The performance contracts I am referring to are those that share the winnings with the client for a considerably lower fee. As the consultant, I am essentially trading a significant portion of my time for a share of the profits.

That lowers the client's risk a little. But what the client really gets is a demonstration of the confidence I have in my recommendations. And as you know, direct marketing clients usually track results for their campaigns closely. So the profits resulting from my recommendations are relatively easy to quantify.

But after many hours of extra effort to calculate a fair and equitable contract, the client has almost always told me, “Thanks. But I want to go back to the fee-for-services model.” What's worse, I usually get the project without further clarification about why the performance contract was not approved.

So now, I qualify such requests carefully before spinning my wheels going through the exhaustive process of developing a performance contract.

Why do you qualify them, you might ask?

Companies do not award performance contracts for a variety of reasons, some of them good. Reasons such as reduced campaign costs, the professional's willingness to share in the risk and the partnership relationship all assure the extra dedication to win big. However, there are drawbacks — including the assumption of success, so that the client pays more in the long run; the client must share decision-making authority with the consultant. Also, performance contracts often requires higher-level authorization, making it difficult to get approval, and the client may fear they may be giving away too much money, now that the consultant has proven his or her willingness to accept a performance contract.

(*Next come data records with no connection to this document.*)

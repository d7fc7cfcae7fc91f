//! Row-wise preprocessing of a table column.
//!
//! Each cell is cleaned independently, so rows can be processed in any
//! order and on any thread. The column is rewritten in place through a
//! slice, which keeps the row count and every other column untouched.

use postclean_types::{Table, DEFAULT_COLUMN, DEFAULT_PARALLEL_THRESHOLD};
use rayon::prelude::*;
use tracing::debug;

use crate::error::{PreprocessError, Result};
use crate::preprocess::TextPreprocessor;

/// How a batch run spreads rows across threads.
#[derive(Debug, Clone, Copy, PartialEq, Eq)]
pub struct BatchOptions {
    /// Allow the rayon pool to be used.
    pub parallel: bool,
    /// Minimum row count before going parallel.
    pub parallel_threshold: usize,
}

impl Default for BatchOptions {
    fn default() -> Self {
        Self {
            parallel: true,
            parallel_threshold: DEFAULT_PARALLEL_THRESHOLD,
        }
    }
}

impl BatchOptions {
    /// Always single-threaded.
    pub const fn serial() -> Self {
        Self {
            parallel: false,
            parallel_threshold: usize::MAX,
        }
    }

    fn use_parallel(&self, rows: usize) -> bool {
        self.parallel && rows >= self.parallel_threshold
    }
}

/// Cleans every value of `column` in place.
///
/// # Errors
///
/// Returns [`PreprocessError::ColumnNotFound`] if the table has no such column.
pub fn preprocess_column(
    preprocessor: &TextPreprocessor,
    table: &mut Table,
    column: &str,
    options: BatchOptions,
) -> Result<()> {
    let values = table
        .column_mut(column)
        .ok_or_else(|| PreprocessError::ColumnNotFound(column.to_string()))?
        .values_mut();

    let parallel = options.use_parallel(values.len());
    debug!(column, rows = values.len(), parallel, "preprocessing column");

    if parallel {
        values
            .par_iter_mut()
            .for_each(|value| *value = preprocessor.clean(value));
    } else {
        let mut buf = String::new();
        for value in values.iter_mut() {
            preprocessor.clean_into(value, &mut buf);
            std::mem::swap(value, &mut buf);
        }
    }

    Ok(())
}

/// Cleans the `content` column of a posts table.
pub fn posts_preprocessing(preprocessor: &TextPreprocessor, table: &mut Table) -> Result<()> {
    preprocess_column(preprocessor, table, DEFAULT_COLUMN, BatchOptions::default())
}

#[cfg(test)]
mod tests {
    use super::*;
    use crate::analyzer::StopwordSet;
    use postclean_types::Column;

    fn preprocessor() -> TextPreprocessor {
        TextPreprocessor::new(StopwordSet::from_words(["и", "я"])).unwrap()
    }

    fn posts(contents: &[&str]) -> Table {
        let n = contents.len();
        Table::from_columns(vec![
            Column::new(
                "url",
                (0..n).map(|i| format!("https://t.me/s/jobs/{i}")).collect(),
            ),
            Column::new("content", contents.iter().map(|s| s.to_string()).collect()),
            Column::new("outlinks", vec!["none".to_string(); n]),
            Column::new("linkPreview", vec!["none".to_string(); n]),
        ])
        .unwrap()
    }

    #[test]
    fn content_column_is_cleaned() {
        let mut table = posts(&["Привет 😀 https://t.me/x мир и я", "some information"]);
        posts_preprocessing(&preprocessor(), &mut table).unwrap();

        assert_eq!(
            table.column("content").unwrap().values(),
            ["Привет мир", "some information"]
        );
    }

    #[test]
    fn other_columns_and_row_count_unchanged() {
        let original = posts(&["a 😀 b", "", "и я", "https://x.y"]);
        let mut table = original.clone();
        posts_preprocessing(&preprocessor(), &mut table).unwrap();

        assert_eq!(table.num_rows(), original.num_rows());
        assert_eq!(
            table.column_names().collect::<Vec<_>>(),
            original.column_names().collect::<Vec<_>>()
        );
        for name in ["url", "outlinks", "linkPreview"] {
            assert_eq!(table.column(name), original.column(name));
        }
        assert_eq!(
            table.column("content").unwrap().values(),
            ["a b", "", "", ""]
        );
    }

    #[test]
    fn missing_column_is_an_error() {
        let mut table = posts(&["x"]);
        let err = preprocess_column(&preprocessor(), &mut table, "body", BatchOptions::default())
            .unwrap_err();
        assert!(matches!(err, PreprocessError::ColumnNotFound(c) if c == "body"));
    }

    #[test]
    fn custom_column() {
        let mut table = Table::from_columns(vec![Column::new(
            "body",
            vec!["мир и я".to_string()],
        )])
        .unwrap();
        preprocess_column(&preprocessor(), &mut table, "body", BatchOptions::serial()).unwrap();
        assert_eq!(table.column("body").unwrap().values(), ["мир"]);
    }

    #[test]
    fn empty_table_is_fine() {
        let mut table = posts(&[]);
        posts_preprocessing(&preprocessor(), &mut table).unwrap();
        assert_eq!(table.num_rows(), 0);
    }

    #[test]
    fn parallel_matches_serial() {
        let rows: Vec<String> = (0..500)
            .map(|i| format!("пост {i} 😀 и https://t.me/{i} я Текст-{i}!"))
            .collect();
        let refs: Vec<&str> = rows.iter().map(String::as_str).collect();

        let pre = preprocessor();
        let mut serial = posts(&refs);
        let mut parallel = posts(&refs);

        preprocess_column(&pre, &mut serial, "content", BatchOptions::serial()).unwrap();
        preprocess_column(
            &pre,
            &mut parallel,
            "content",
            BatchOptions {
                parallel: true,
                parallel_threshold: 1,
            },
        )
        .unwrap();

        assert_eq!(serial, parallel);
        assert_eq!(
            serial.column("content").unwrap().values()[7],
            "пост 7 Текст-7 !"
        );
    }

    #[test]
    fn rows_are_independent_and_idempotent() {
        let pre = preprocessor();
        let mut table = posts(&["и мир", "мир и"]);
        posts_preprocessing(&pre, &mut table).unwrap();
        let once = table.clone();
        posts_preprocessing(&pre, &mut table).unwrap();
        assert_eq!(table, once);
    }

    #[test]
    fn threshold_decides_parallelism() {
        let opts = BatchOptions {
            parallel: true,
            parallel_threshold: 10,
        };
        assert!(!opts.use_parallel(9));
        assert!(opts.use_parallel(10));
        assert!(!BatchOptions::serial().use_parallel(usize::MAX));
    }
}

In the final analysis, most clients only want to see how strongly the consultant believes in his capabilities to generate profits. Going through the exercise, therefore, is proof to some clients that the consultant knows what he is doing.

Before agreeing to go through this exercise, I first ask for clear commitments from the client.

Here they are.

• I've given you the pro forma. I know this program will make money based on your past response rates. Will you give me a performance contract — if I reduce the fee substantially to expand the program to meet your sales goals — in exchange for a scaled, revenue stream tied to the program's profits?

• Do you agree that I must gain more than just making up the fee reduction? If you want me to take this risk, then I want to make several times my lowered costs to you. In fact, the more I make, the more you make.

• If you want me to share in the risk, I am more than willing. But you must give me final sign-off authority with you on the elements that we both agree affect response rates and the ROI. At a minimum, this means sign-off on list selections, run dates, creative work and fulfillment processes, and anything else that is covered by the assignment specifications. Do you agree to this?

• Do you agree that, if the program makes economic sense, you can — and will — approve such a plan?

If the client still wants to play after all of this, then I might decide to revise my proposal to him and create a performance contract for our final negotiations.

So clients really don't want performance contracts. They want assurances that a service provider truly believes in their abilities to help them achieve their ROI goals.